#### Extracted information ####
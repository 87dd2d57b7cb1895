//! Thin facade over `slog` so components only ever name this module.

pub use slog::{crit, debug, error, info, o, trace, warn};
pub use slog::{Discard, Logger};

use sloggers::terminal::{Destination, TerminalLoggerBuilder};
use sloggers::types::Severity;
use sloggers::Build;

/// Builds the process-wide terminal logger. Binaries call this once at startup
/// and hand child loggers to the components they construct.
pub fn init() -> Logger {
    let mut builder = TerminalLoggerBuilder::new();
    builder.level(Severity::Debug);
    builder.destination(Destination::Stderr);

    builder.build().expect("Logger initialization failed")
}

/// A logger that drops everything. Used by tests and by components constructed
/// without a parent logger.
pub fn discard() -> Logger {
    Logger::root(Discard, o!())
}
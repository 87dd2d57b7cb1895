//! Connection-level end-to-end scenarios over the in-memory raw channel:
//! scripted handshakes, key agreement, wire shape of the masqueraded stream,
//! and the poisoning behavior of the receive-error budget.

use mirage::crypt::Key;
use mirage::error::{Error, HandshakeError};
use mirage::handshake::{KeyExchange, KeyParser};
use mirage::raw::{MemRaw, Raw};
use mirage::sconn::{Config, Conn};
use mirage::server::{EchoDialer, Server};
use mirage::tcpip;
use std::net::{Ipv4Addr, SocketAddrV4};
use std::sync::{Arc, Mutex};
use std::thread;
use std::time::{Duration, Instant};
use vapor::logging;
use vapor::packet::Packet;

const MTU: usize = 1536;

fn caddr() -> SocketAddrV4 {
    SocketAddrV4::new(Ipv4Addr::new(10, 0, 0, 1), 36000)
}

fn saddr() -> SocketAddrV4 {
    SocketAddrV4::new(Ipv4Addr::new(10, 0, 0, 2), 19986)
}

fn script(blobs: &[&[u8]]) -> Vec<Vec<u8>> {
    blobs.iter().map(|blob| blob.to_vec()).collect()
}

fn connect_pair(client_cfg: Config, server_cfg: Config) -> (Conn, Conn) {
    let (a, b) = MemRaw::pair(caddr(), saddr(), MTU);
    let (a, b) = (Arc::new(a) as Arc<dyn Raw>, Arc::new(b) as Arc<dyn Raw>);

    let server = thread::spawn(move || Conn::accept(b, &server_cfg, &logging::discard()));
    let client = Conn::connect(a, &client_cfg, &logging::discard()).unwrap();
    (client, server.join().unwrap().unwrap())
}

fn payload_packet(payload: &[u8]) -> Packet {
    let mut pkt = Packet::new(tcpip::HEADERS_SIZE, MTU);
    pkt.fill(payload);
    pkt
}

fn recv_packet() -> Packet {
    let mut pkt = Packet::new(0, MTU);
    pkt.reset(0);
    pkt
}

#[test]
fn scenario_prev_packets_then_frame() {
    let cfg = || Config {
        prev_packets: script(&[b"hello", b"world"]),
        ..Config::default()
    };
    let (client, server) = connect_pair(cfg(), cfg());

    let mut pkt = payload_packet(b"PING");
    client.send(&mut pkt, 7).unwrap();

    let mut recv = recv_packet();
    let id = server.recv(&mut recv).unwrap();

    assert_eq!(id, 7);
    assert_eq!(recv.data(), b"PING");
}

#[test]
fn scenario_prev_packet_mismatch_closes_both_ends() {
    let client_cfg = Config {
        prev_packets: script(&[b"hello", b"world"]),
        handshake_timeout: Duration::from_secs(5),
        ..Config::default()
    };
    let server_cfg = Config {
        prev_packets: script(&[b"hello", b"wolrd"]),
        handshake_timeout: Duration::from_secs(5),
        ..Config::default()
    };

    let (a, b) = MemRaw::pair(caddr(), saddr(), MTU);
    let (a, b) = (Arc::new(a), Arc::new(b));
    let b_handle = b.clone();

    let server = {
        let b = b.clone();
        thread::spawn(move || Conn::accept(b as Arc<dyn Raw>, &server_cfg, &logging::discard()))
    };

    let started = Instant::now();
    let client_err = Conn::connect(a as Arc<dyn Raw>, &client_cfg, &logging::discard()).unwrap_err();
    assert_eq!(
        client_err,
        Error::Handshake(HandshakeError::PrevPacketInvalid(1))
    );
    assert!(started.elapsed() < Duration::from_secs(30));

    // The client end is gone; the server's wait for key material can only end
    // in failure. Shut its channel so the test need not sit out the timeout.
    b_handle.shutdown();
    assert!(server.join().unwrap().is_err());
}

fn fixed_key_parser() -> (Key, KeyParser) {
    let key: Key = [0, 0, 0, 0, 0, 0, 0, 0, 0, 1, 0, 0, 0, 0, 0, 0];
    (key, Arc::new(move |_sign: &[u8]| Some(key)))
}

/// Wires two raw pairs through a middlebox that records the uplink direction,
/// giving tests a passive on-path observer.
fn tapped_pair() -> (Arc<MemRaw>, Arc<MemRaw>, Arc<Mutex<Vec<Vec<u8>>>>) {
    let (a, m_client) = MemRaw::pair(caddr(), saddr(), MTU);
    let (m_server, b) = MemRaw::pair(caddr(), saddr(), MTU);

    let (m_client, m_server) = (Arc::new(m_client), Arc::new(m_server));
    let log = Arc::new(Mutex::new(Vec::new()));

    {
        let (m_client, m_server, log) = (m_client.clone(), m_server.clone(), log.clone());
        thread::spawn(move || {
            let mut pkt = recv_packet();
            loop {
                pkt.reset(0);
                if m_client.recv(&mut pkt).is_err() {
                    return;
                }
                log.lock().unwrap().push(pkt.data().to_vec());
                if m_server.send(&pkt).is_err() {
                    return;
                }
            }
        });
    }
    {
        let (m_client, m_server) = (m_client.clone(), m_server.clone());
        thread::spawn(move || {
            let mut pkt = recv_packet();
            loop {
                pkt.reset(0);
                if m_server.recv(&mut pkt).is_err() {
                    return;
                }
                if m_client.send(&pkt).is_err() {
                    return;
                }
            }
        });
    }

    (Arc::new(a), Arc::new(b), log)
}

struct Segment {
    seq: u32,
    flags: u8,
    payload_len: usize,
}

fn dissect(packet: &[u8]) -> Segment {
    let ip = tcpip::Ipv4View::new(packet).expect("IP header");
    let tcp = tcpip::TcpView::new(&packet[ip.header_len()..ip.total_len()]).expect("TCP header");
    Segment {
        seq: tcp.seq(),
        flags: tcp.flags(),
        payload_len: tcp.payload().len(),
    }
}

#[test]
fn scenario_sign_exchange_and_wire_shape() {
    let (_key, parser) = fixed_key_parser();
    let kex = |sign: &[u8]| KeyExchange::Sign {
        sign: sign.to_vec(),
        parser: parser.clone(),
    };

    let client_cfg = Config {
        key_exchange: kex(b"0123456789abcdef"),
        ..Config::default()
    };
    let server_cfg = Config {
        key_exchange: kex(b""),
        ..Config::default()
    };

    let (a, b, log) = tapped_pair();
    let server = thread::spawn(move || Conn::accept(b as Arc<dyn Raw>, &server_cfg, &logging::discard()));
    let client = Conn::connect(a as Arc<dyn Raw>, &client_cfg, &logging::discard()).unwrap();
    let server = server.join().unwrap().unwrap();

    // Frame overhead under an agreed key: 2 byte session id + 16 byte tag.
    assert_eq!(client.overhead(), 18);

    for payload in &[&b"A"[..], &b"BB"[..], &b"CCC"[..]] {
        let mut pkt = payload_packet(payload);
        client.send(&mut pkt, 1).unwrap();

        let mut recv = recv_packet();
        assert_eq!(server.recv(&mut recv).unwrap(), 1);
        assert_eq!(&recv.data(), payload);
    }

    let trace = log.lock().unwrap();
    let segments: Vec<Segment> = trace.iter().map(|raw| dissect(raw)).collect();

    // The first frame carries ciphertext of 1 + 2 + 16 = 19 bytes...
    let first_frame = segments
        .iter()
        .position(|seg| seg.payload_len == 19)
        .expect("first tunnel frame on the wire");

    // ...and continues the handshake's sequence space without a gap: its SEQ
    // equals the userspace endpoint's final SND.NXT.
    let snd_nxt = segments[..first_frame]
        .iter()
        .map(|seg| {
            let syn = u32::from(seg.flags & tcpip::FLAG_SYN != 0);
            seg.seq.wrapping_add(seg.payload_len as u32).wrapping_add(syn)
        })
        .max()
        .expect("handshake segments precede the first frame");
    assert_eq!(segments[first_frame].seq, snd_nxt);

    // From there the wire is a plausible one-way TCP stream: ACK always set,
    // no SYN/FIN/RST, strictly increasing SEQ.
    let frames = &segments[first_frame..];
    assert_eq!(frames.len(), 3);
    for window in frames.windows(2) {
        assert!(tcpip::seq_lt(window[0].seq, window[1].seq));
    }
    for seg in frames {
        assert_eq!(seg.flags & tcpip::FLAG_ACK, tcpip::FLAG_ACK);
        assert_eq!(
            seg.flags & (tcpip::FLAG_SYN | tcpip::FLAG_FIN | tcpip::FLAG_RST),
            0
        );
        assert!(seg.payload_len > 0);
    }
}

#[test]
fn scenario_corruption_budget_poisons_the_conn() {
    let (_key, parser) = fixed_key_parser();
    let kex = KeyExchange::Sign {
        sign: b"0123456789abcdef".to_vec(),
        parser,
    };

    let client_cfg = Config {
        key_exchange: kex.clone(),
        ..Config::default()
    };
    let server_cfg = Config {
        key_exchange: kex,
        max_recv_err: 8,
        keepalive_period: Duration::from_secs(60),
        ..Config::default()
    };

    let (a, b) = MemRaw::pair(caddr(), saddr(), MTU);
    let (a, b) = (Arc::new(a), Arc::new(b));
    let a_wire = a.clone();

    let server = {
        let b = b.clone();
        thread::spawn(move || Conn::accept(b as Arc<dyn Raw>, &server_cfg, &logging::discard()))
    };
    let client = Conn::connect(a as Arc<dyn Raw>, &client_cfg, &logging::discard()).unwrap();
    let server = Arc::new(server.join().unwrap().unwrap());

    let proxy = Server::serve(
        server.clone(),
        Box::new(EchoDialer),
        &Config {
            max_recv_err: 8,
            ..Config::default()
        },
        &logging::discard(),
    );

    // Eight consecutive well-formed segments whose ciphertext never opens.
    for i in 0..8u32 {
        let mut pkt = payload_packet(&[0xau8; 32]);
        pkt.unstrip(tcpip::TCP_HEADER_SIZE);
        let len = pkt.len();
        tcpip::write_tcp(
            &mut pkt.data_mut()[..len],
            caddr(),
            saddr(),
            0x10_0000 + i * 32,
            1,
            tcpip::FLAG_ACK,
        );
        pkt.unstrip(tcpip::IPV4_HEADER_SIZE);
        tcpip::write_ipv4(pkt.data_mut(), caddr(), saddr());
        a_wire.send(&pkt).unwrap();
    }

    let deadline = Instant::now() + Duration::from_secs(5);
    while !proxy.is_closed() && Instant::now() < deadline {
        thread::sleep(Duration::from_millis(10));
    }

    assert!(proxy.is_closed());
    assert_eq!(server.close(), Error::Crypto);
    drop(client);
}

#[test]
fn close_returns_the_same_cause_every_time() {
    let (client, server) = connect_pair(Config::default(), Config::default());

    let first = client.close();
    for _ in 0..4 {
        assert_eq!(client.close(), first);
        assert_eq!(client.close_with(Error::Crypto), first);
    }

    let mut pkt = payload_packet(b"late");
    assert_eq!(client.send(&mut pkt, 3), Err(first.clone()));

    let mut recv = recv_packet();
    assert_eq!(client.recv(&mut recv), Err(first));
    drop(server);
}

#[test]
fn frames_preserve_per_sender_order() {
    let (client, server) = connect_pair(Config::default(), Config::default());
    let client = Arc::new(client);

    let mut writers = Vec::new();
    for session in 1..=3u16 {
        let client = client.clone();
        writers.push(thread::spawn(move || {
            for i in 0..20u8 {
                let mut pkt = payload_packet(&[session as u8, i]);
                client.send(&mut pkt, session).unwrap();
            }
        }));
    }

    let mut last_seen = [0u8; 4];
    let mut counts = [0usize; 4];
    for _ in 0..60 {
        let mut recv = recv_packet();
        let id = server.recv(&mut recv).unwrap() as usize;
        let i = recv.data()[1];

        // Per session, payloads arrive in submission order.
        if counts[id] > 0 {
            assert!(i > last_seen[id]);
        }
        last_seen[id] = i;
        counts[id] += 1;
    }

    assert_eq!(counts[1..].iter().sum::<usize>(), 60);
    for writer in writers {
        writer.join().unwrap();
    }
}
####
• [Activity] Reply with nothing but the number of lines in the data above that contain "EchoDialer".

• [Output of the task] 2